The app is designed for fishing enthusiasts -- it claims to have 1.5 million users -- who want to learn more about where, how and when to fish. The whole idea is to turn normal people into brutally efficient scourges of the deep, able to rip rainbow trout from their aquatic homes with greater ease than ever before.
But the app has a surprising, hidden purpose, as well: Because it collects so much data about the fish and wildlife that its users observe, it's uniquely equipped to track endangered and invasive species. In other words: Help people fish, but don't let them annihilate endangered species.
Last August, Fishbrain launched a partnership with the United States Fish and Wildlife Service, which works to conserve animal life and natural habitats. That partnership continues to this day: People can log endangered species that they see, which helps the Fish and Wildlife Service cover considerably more ground -- well, water -- than it could otherwise.
"As of December 2015, users have logged sightings for nine threatened species," Valerie Fellows, a communications specialist at the Fish and Wildlife Service, told The Huffington Post.
"We share [that information] with our field biologists, so they can use it to track species locations, better understand what habitats are being used, and even identify factors that cause [species] to decline," she added.
The app also gives fishermen information about how not to fish. For example, fishing hooks can attract alligator snapping turtles, a threatened species. These turtles have been found with hooks lodged in their throats, which can require surgery to fix. So, a Fishbrain user in a body of water that's home to those turtles will be notified to take precautions.
Or, if a user is in water where manatees live, they'll know to slow their boat down to prevent collisions with the animal.
"We're interested in sustainable fishing, because if we're not, there's no future for fish whatsoever," Johan Attby, the app's CEO, told HuffPost.

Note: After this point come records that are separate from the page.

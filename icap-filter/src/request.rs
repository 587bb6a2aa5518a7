//! Parsed ICAP request model.
//!
//! This module defines:
//! - [`Method`]: the three ICAP methods.
//! - [`EncapsulationKind`]: the `Encapsulated` header vocabulary.
//! - [`Encapsulation`]: one embedded section cut out of a message.
//! - [`Request`]: a fully parsed ICAP request, immutable once built.
//!
//! A [`Request`] is only ever produced by the frame parser; handlers receive
//! it behind an `Arc` and read it.
//!
//! # Example
//! ```rust
//! use icap_filter::{EncapsulationKind, Method, parse_request};
//!
//! let raw = b"REQMOD icap://icap-server.net/filter ICAP/1.0\r\n\
//!             Host: icap-server.net\r\n\
//!             Encapsulated: req-hdr=0, null-body=27\r\n\
//!             \r\n\
//!             GET / HTTP/1.1\r\nHost: x\r\n\r\n";
//!
//! let req = parse_request(raw).unwrap();
//! assert_eq!(req.method, Method::ReqMod);
//! assert_eq!(req.headers.get("host"), Some("icap-server.net"));
//! assert_eq!(req.encapsulations[0].kind, EncapsulationKind::RequestHeader);
//! ```

use std::fmt;
use std::str::FromStr;

use crate::error::{Error, IcapResult};
use crate::headers::Headers;
use crate::parser::http_embed;

/// ICAP method.
#[derive(Debug, Clone, Copy, PartialEq, Eq, Hash, PartialOrd, Ord)]
pub enum Method {
    Options,
    ReqMod,
    RespMod,
}

impl Method {
    pub fn as_str(&self) -> &'static str {
        match self {
            Method::Options => "OPTIONS",
            Method::ReqMod => "REQMOD",
            Method::RespMod => "RESPMOD",
        }
    }

    /// Exact, case-sensitive match of a request-line token.
    pub fn from_token(token: &str) -> Option<Self> {
        match token {
            "OPTIONS" => Some(Method::Options),
            "REQMOD" => Some(Method::ReqMod),
            "RESPMOD" => Some(Method::RespMod),
            _ => None,
        }
    }
}

impl fmt::Display for Method {
    fn fmt(&self, f: &mut fmt::Formatter<'_>) -> fmt::Result {
        f.write_str(self.as_str())
    }
}

/// Lenient parse used for configuration: trims and ignores case.
impl FromStr for Method {
    type Err = Error;

    fn from_str(s: &str) -> Result<Self, Self::Err> {
        let t = s.trim();
        if t.eq_ignore_ascii_case("OPTIONS") {
            Ok(Method::Options)
        } else if t.eq_ignore_ascii_case("REQMOD") {
            Ok(Method::ReqMod)
        } else if t.eq_ignore_ascii_case("RESPMOD") {
            Ok(Method::RespMod)
        } else {
            Err(Error::configuration(format!("unknown ICAP method: {s:?}")))
        }
    }
}

/// Kind of an encapsulated section, one per `Encapsulated` key.
#[derive(Debug, Clone, Copy, PartialEq, Eq, Hash)]
pub enum EncapsulationKind {
    RequestHeader,
    ResponseHeader,
    RequestBody,
    ResponseBody,
    NullBody,
    OptionBody,
}

impl EncapsulationKind {
    /// Map a wire key (`req-hdr`, `res-body`, ...) to its kind.
    pub fn from_key(key: &str) -> Option<Self> {
        let kind = match key {
            "req-hdr" => EncapsulationKind::RequestHeader,
            "res-hdr" => EncapsulationKind::ResponseHeader,
            "req-body" => EncapsulationKind::RequestBody,
            "res-body" => EncapsulationKind::ResponseBody,
            "null-body" => EncapsulationKind::NullBody,
            "opt-body" => EncapsulationKind::OptionBody,
            _ => return None,
        };
        Some(kind)
    }

    pub fn as_key(&self) -> &'static str {
        match self {
            EncapsulationKind::RequestHeader => "req-hdr",
            EncapsulationKind::ResponseHeader => "res-hdr",
            EncapsulationKind::RequestBody => "req-body",
            EncapsulationKind::ResponseBody => "res-body",
            EncapsulationKind::NullBody => "null-body",
            EncapsulationKind::OptionBody => "opt-body",
        }
    }

    #[inline]
    pub fn is_header(&self) -> bool {
        matches!(
            self,
            EncapsulationKind::RequestHeader | EncapsulationKind::ResponseHeader
        )
    }

    #[inline]
    pub fn is_body(&self) -> bool {
        matches!(
            self,
            EncapsulationKind::RequestBody
                | EncapsulationKind::ResponseBody
                | EncapsulationKind::OptionBody
        )
    }
}

impl fmt::Display for EncapsulationKind {
    fn fmt(&self, f: &mut fmt::Formatter<'_>) -> fmt::Result {
        f.write_str(self.as_key())
    }
}

/// One embedded section of an ICAP message.
///
/// Header sections hold the raw HTTP header block; body sections hold the raw
/// (still ICAP-chunked) body bytes.
#[derive(Debug, Clone, PartialEq, Eq)]
pub struct Encapsulation {
    pub kind: EncapsulationKind,
    pub data: Vec<u8>,
}

impl Encapsulation {
    pub fn new(kind: EncapsulationKind, data: impl Into<Vec<u8>>) -> Self {
        Self {
            kind,
            data: data.into(),
        }
    }

    /// Lossy text view of the section.
    pub fn as_text(&self) -> std::borrow::Cow<'_, str> {
        String::from_utf8_lossy(&self.data)
    }

    /// Decode a `req-hdr` section into an HTTP request head.
    pub fn http_request(&self) -> IcapResult<http::Request<()>> {
        if self.kind != EncapsulationKind::RequestHeader {
            return Err(Error::http_parse(format!(
                "{} section does not hold an HTTP request",
                self.kind
            )));
        }
        http_embed::parse_http_request_head(&self.data)
    }

    /// Decode a `res-hdr` section into an HTTP response head.
    pub fn http_response(&self) -> IcapResult<http::Response<()>> {
        if self.kind != EncapsulationKind::ResponseHeader {
            return Err(Error::http_parse(format!(
                "{} section does not hold an HTTP response",
                self.kind
            )));
        }
        http_embed::parse_http_response_head(&self.data)
    }
}

/// A parsed ICAP request.
#[derive(Debug, Clone, PartialEq, Eq)]
pub struct Request {
    pub method: Method,
    /// Request URI as sent. `icap://` is not parsed as a URI.
    pub uri: String,
    /// Protocol version after `ICAP/`, e.g. `"1.0"`.
    pub version: String,
    pub headers: Headers,
    /// Sections in the order the `Encapsulated` header declares them.
    pub encapsulations: Vec<Encapsulation>,
}

impl Request {
    pub(crate) fn new(method: Method, uri: String, version: String) -> Self {
        Self {
            method,
            uri,
            version,
            headers: Headers::new(),
            encapsulations: Vec::new(),
        }
    }

    /// First section of the given kind.
    pub fn encapsulation(&self, kind: EncapsulationKind) -> Option<&Encapsulation> {
        self.encapsulations.iter().find(|e| e.kind == kind)
    }

    /// Service part of the URI: the text after the last `/`.
    pub fn service(&self) -> &str {
        self.uri.rsplit('/').next().unwrap_or_default()
    }

    /// True for REQMOD/RESPMOD.
    #[inline]
    pub fn is_mod(&self) -> bool {
        matches!(self.method, Method::ReqMod | Method::RespMod)
    }

    /// Whether the client advertised `Allow: 204`.
    pub fn allows_204(&self) -> bool {
        self.headers
            .get("Allow")
            .map(|s| s.split(',').any(|t| t.trim() == "204"))
            .unwrap_or(false)
    }

    /// Value of `Preview`, if present and numeric.
    pub fn preview_size(&self) -> Option<usize> {
        self.headers
            .get("Preview")
            .and_then(|s| s.trim().parse::<usize>().ok())
    }
}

It's a win-win, basically. And people should actually want to use the app: In addition to all of the information it displays about where catches are happening and how to behave in certain waters, there's a social networking component that's kind of like Instagram for anglers. You can post photos of fish you catch along with information about how big they are, which then rolls up to a competitive ranking system. Of course, if you'd prefer to keep your information private, you're totally free to.
The more people get hooked on the app, the better.
"The more we grow, the better we will be at spotting trends if in a given body of water -- we can see from year to year that there is a decreasing number of catches of a given species," Attby said. "Then the organizations can announce that something fishy is going on there."